Stored data:
§

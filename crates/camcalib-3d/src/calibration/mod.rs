//! # Camera calibration
//!
//! Intrinsic calibration of a pinhole camera with polynomial lens distortion from several
//! views of a planar target (Zhang's method):
//!
//! 1. a homography per view,
//! 2. closed-form focal lengths with the principal point at the image centre,
//! 3. a pose per view from its homography,
//! 4. joint Levenberg-Marquardt refinement of the reprojection error.

mod init;
mod lm;

use crate::pose::{find_homography_dlt, pose_from_homography, HomographyError};
use camcalib_image::ImageSize;
use camcalib_imgproc::calibration::{distortion::PolynomialDistortion, CameraIntrinsic};
use lm::{camera_from_params, pose_from_params, ReprojectionProblem, NUM_INTRINSIC};

/// Error types for the camera calibration.
#[derive(Debug, thiserror::Error, PartialEq)]
pub enum CalibrationError {
    /// No view was given to the calibration.
    #[error("Calibration requires at least one view")]
    NoObservations,

    /// The object and image point lists have different lengths.
    #[error("Mismatched array lengths: {left_name} ({left_len}) != {right_name} ({right_len})")]
    MismatchedArrayLengths {
        /// Label for the left-hand list.
        left_name: &'static str,
        /// Length of the left-hand list.
        left_len: usize,
        /// Label for the right-hand list.
        right_name: &'static str,
        /// Length of the right-hand list.
        right_len: usize,
    },

    /// A view has too few correspondences.
    #[error("View {view} has {actual} points, at least {required} are required")]
    InsufficientPoints {
        /// Index of the view.
        view: usize,
        /// Minimum number of points.
        required: usize,
        /// Number of points in the view.
        actual: usize,
    },

    /// The object points of a view are not on the `z = 0` plane.
    #[error("Object points of view {0} are not on the z = 0 plane")]
    NonPlanarObjectPoints(usize),

    /// The image size is empty.
    #[error("Invalid image size {0}x{1}")]
    InvalidImageSize(usize, usize),

    /// The homography of a view could not be estimated.
    #[error("View {view}: {source}")]
    Homography {
        /// Index of the view.
        view: usize,
        /// The underlying error.
        #[source]
        source: HomographyError,
    },

    /// The optimization ended in a non finite solution.
    #[error("Degenerate configuration: {0}")]
    DegenerateConfiguration(String),
}

/// Parameters held fixed during the calibration.
#[derive(Clone, Copy, Debug, Default, PartialEq, Eq)]
pub struct CalibrationFlags {
    /// Keep the third radial coefficient `k3` at zero.
    pub fix_k3: bool,
    /// Keep the principal point at the image centre.
    pub fix_principal_point: bool,
    /// Keep the tangential coefficients `p1` and `p2` at zero.
    pub zero_tangent_dist: bool,
}

/// Termination criteria of the optimization.
#[derive(Clone, Copy, Debug, PartialEq)]
pub struct TermCriteria {
    /// Maximum number of iterations.
    pub max_iterations: usize,
    /// Stop when the relative change of the parameters falls below this value.
    pub epsilon: f64,
}

impl Default for TermCriteria {
    fn default() -> Self {
        Self {
            max_iterations: 30,
            epsilon: f64::EPSILON,
        }
    }
}

/// The result of a camera calibration.
#[derive(Clone, Debug, PartialEq)]
pub struct CalibrationOutput {
    /// The intrinsic parameters of the camera.
    pub intrinsic: CameraIntrinsic,
    /// The lens distortion of the camera.
    pub distortion: PolynomialDistortion,
    /// The world to camera rotation of each view as an axis-angle vector.
    pub rvecs: Vec<[f64; 3]>,
    /// The world to camera translation of each view.
    pub tvecs: Vec<[f64; 3]>,
    /// The root mean square reprojection error in pixels.
    pub rms: f64,
}

impl CalibrationOutput {
    /// The row-major 3x3 camera matrix.
    pub fn camera_matrix(&self) -> [[f64; 3]; 3] {
        self.intrinsic.to_matrix()
    }

    /// The distortion coefficients `(k1, k2, p1, p2, k3)`.
    pub fn dist_coeffs(&self) -> [f64; 5] {
        self.distortion.to_coeffs5()
    }
}

/// Build the object points of a chessboard.
///
/// # Arguments
///
/// * `width` - Number of internal corners per row.
/// * `height` - Number of rows of internal corners.
/// * `square_size` - Side length of a square.
///
/// # Returns
///
/// The `width * height` corners in row-major order, corner `(col, row)` being at
/// `(col * square_size, row * square_size, 0)`.
pub fn chessboard_object_points(width: usize, height: usize, square_size: f64) -> Vec<[f64; 3]> {
    (0..height)
        .flat_map(|row| {
            (0..width).map(move |col| [col as f64 * square_size, row as f64 * square_size, 0.0])
        })
        .collect()
}

fn validate_views(
    object_points: &[Vec<[f64; 3]>],
    image_points: &[Vec<[f64; 2]>],
    image_size: ImageSize,
) -> Result<(), CalibrationError> {
    if object_points.len() != image_points.len() {
        return Err(CalibrationError::MismatchedArrayLengths {
            left_name: "object_points",
            left_len: object_points.len(),
            right_name: "image_points",
            right_len: image_points.len(),
        });
    }
    if object_points.is_empty() {
        return Err(CalibrationError::NoObservations);
    }
    if image_size.width == 0 || image_size.height == 0 {
        return Err(CalibrationError::InvalidImageSize(
            image_size.width,
            image_size.height,
        ));
    }

    for (view, (obj, img)) in object_points.iter().zip(image_points).enumerate() {
        if obj.len() != img.len() {
            return Err(CalibrationError::MismatchedArrayLengths {
                left_name: "view object points",
                left_len: obj.len(),
                right_name: "view image points",
                right_len: img.len(),
            });
        }
        if obj.len() < 4 {
            return Err(CalibrationError::InsufficientPoints {
                view,
                required: 4,
                actual: obj.len(),
            });
        }
        if obj.iter().any(|p| p[2].abs() > 1e-12) {
            return Err(CalibrationError::NonPlanarObjectPoints(view));
        }
    }

    Ok(())
}

/// Calibrate a camera from views of a planar target.
///
/// Estimates the intrinsic parameters, the distortion coefficients `(k1, k2, p1, p2, k3)`
/// and the pose of each view by minimizing the reprojection error of the object points.
///
/// # Arguments
///
/// * `object_points` - Per view, the target points on the `z = 0` plane.
/// * `image_points` - Per view, the observed pixel coordinates of the target points.
/// * `image_size` - The size of the images.
/// * `flags` - Parameters held fixed.
/// * `criteria` - Termination criteria of the optimization.
///
/// # Errors
///
/// Returns an error if there is no view, if the inputs are inconsistent, if a view has
/// less than 4 points or non planar object points, or if the views are degenerate.
pub fn calibrate_camera(
    object_points: &[Vec<[f64; 3]>],
    image_points: &[Vec<[f64; 2]>],
    image_size: ImageSize,
    flags: CalibrationFlags,
    criteria: TermCriteria,
) -> Result<CalibrationOutput, CalibrationError> {
    validate_views(object_points, image_points, image_size)?;

    let homographies = object_points
        .iter()
        .zip(image_points)
        .enumerate()
        .map(|(view, (obj, img))| {
            let plane = obj.iter().map(|p| [p[0], p[1]]).collect::<Vec<_>>();
            find_homography_dlt(&plane, img)
                .map_err(|source| CalibrationError::Homography { view, source })
        })
        .collect::<Result<Vec<_>, _>>()?;

    let intrinsic = init::init_intrinsics(&homographies, image_size)?;
    log::debug!(
        "initial focal lengths fx = {:.3}, fy = {:.3}",
        intrinsic.fx,
        intrinsic.fy
    );

    let mut params = vec![intrinsic.fx, intrinsic.fy, intrinsic.cx, intrinsic.cy];
    params.extend([0.0; NUM_INTRINSIC - 4]);
    for (view, h) in homographies.iter().enumerate() {
        let (rvec, tvec) = pose_from_homography(h, &intrinsic)
            .map_err(|source| CalibrationError::Homography { view, source })?;
        params.extend(rvec);
        params.extend(tvec);
    }

    let free = (0..params.len())
        .filter(|&p| match p {
            2 | 3 => !flags.fix_principal_point,
            6 | 7 => !flags.zero_tangent_dist,
            8 => !flags.fix_k3,
            _ => true,
        })
        .collect::<Vec<_>>();

    let problem = ReprojectionProblem::new(object_points, image_points);
    let cost = lm::levenberg_marquardt(&problem, &mut params, &free, &criteria);

    if !cost.is_finite() || !params.iter().all(|v| v.is_finite()) {
        return Err(CalibrationError::DegenerateConfiguration(
            "the optimization diverged".to_string(),
        ));
    }

    let num_points = object_points.iter().map(|p| p.len()).sum::<usize>();
    let rms = (cost / num_points as f64).sqrt();

    let (intrinsic, distortion) = camera_from_params(&params);
    if intrinsic.fx <= 0.0 || intrinsic.fy <= 0.0 {
        return Err(CalibrationError::DegenerateConfiguration(format!(
            "non positive focal length ({}, {})",
            intrinsic.fx, intrinsic.fy
        )));
    }

    let (rvecs, tvecs): (Vec<_>, Vec<_>) = (0..object_points.len())
        .map(|view| pose_from_params(&params, view))
        .unzip();

    Ok(CalibrationOutput {
        intrinsic,
        distortion,
        rvecs,
        tvecs,
        rms,
    })
}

§

Exercise description: The answer must be every line of the records that contains the word "collect".

Solution:
        .collect()
            let plane = obj.iter().map(|p| [p[0], p[1]]).collect::<Vec<_>>();
        .collect::<Result<Vec<_>, _>>()?;
        .collect::<Vec<_>>();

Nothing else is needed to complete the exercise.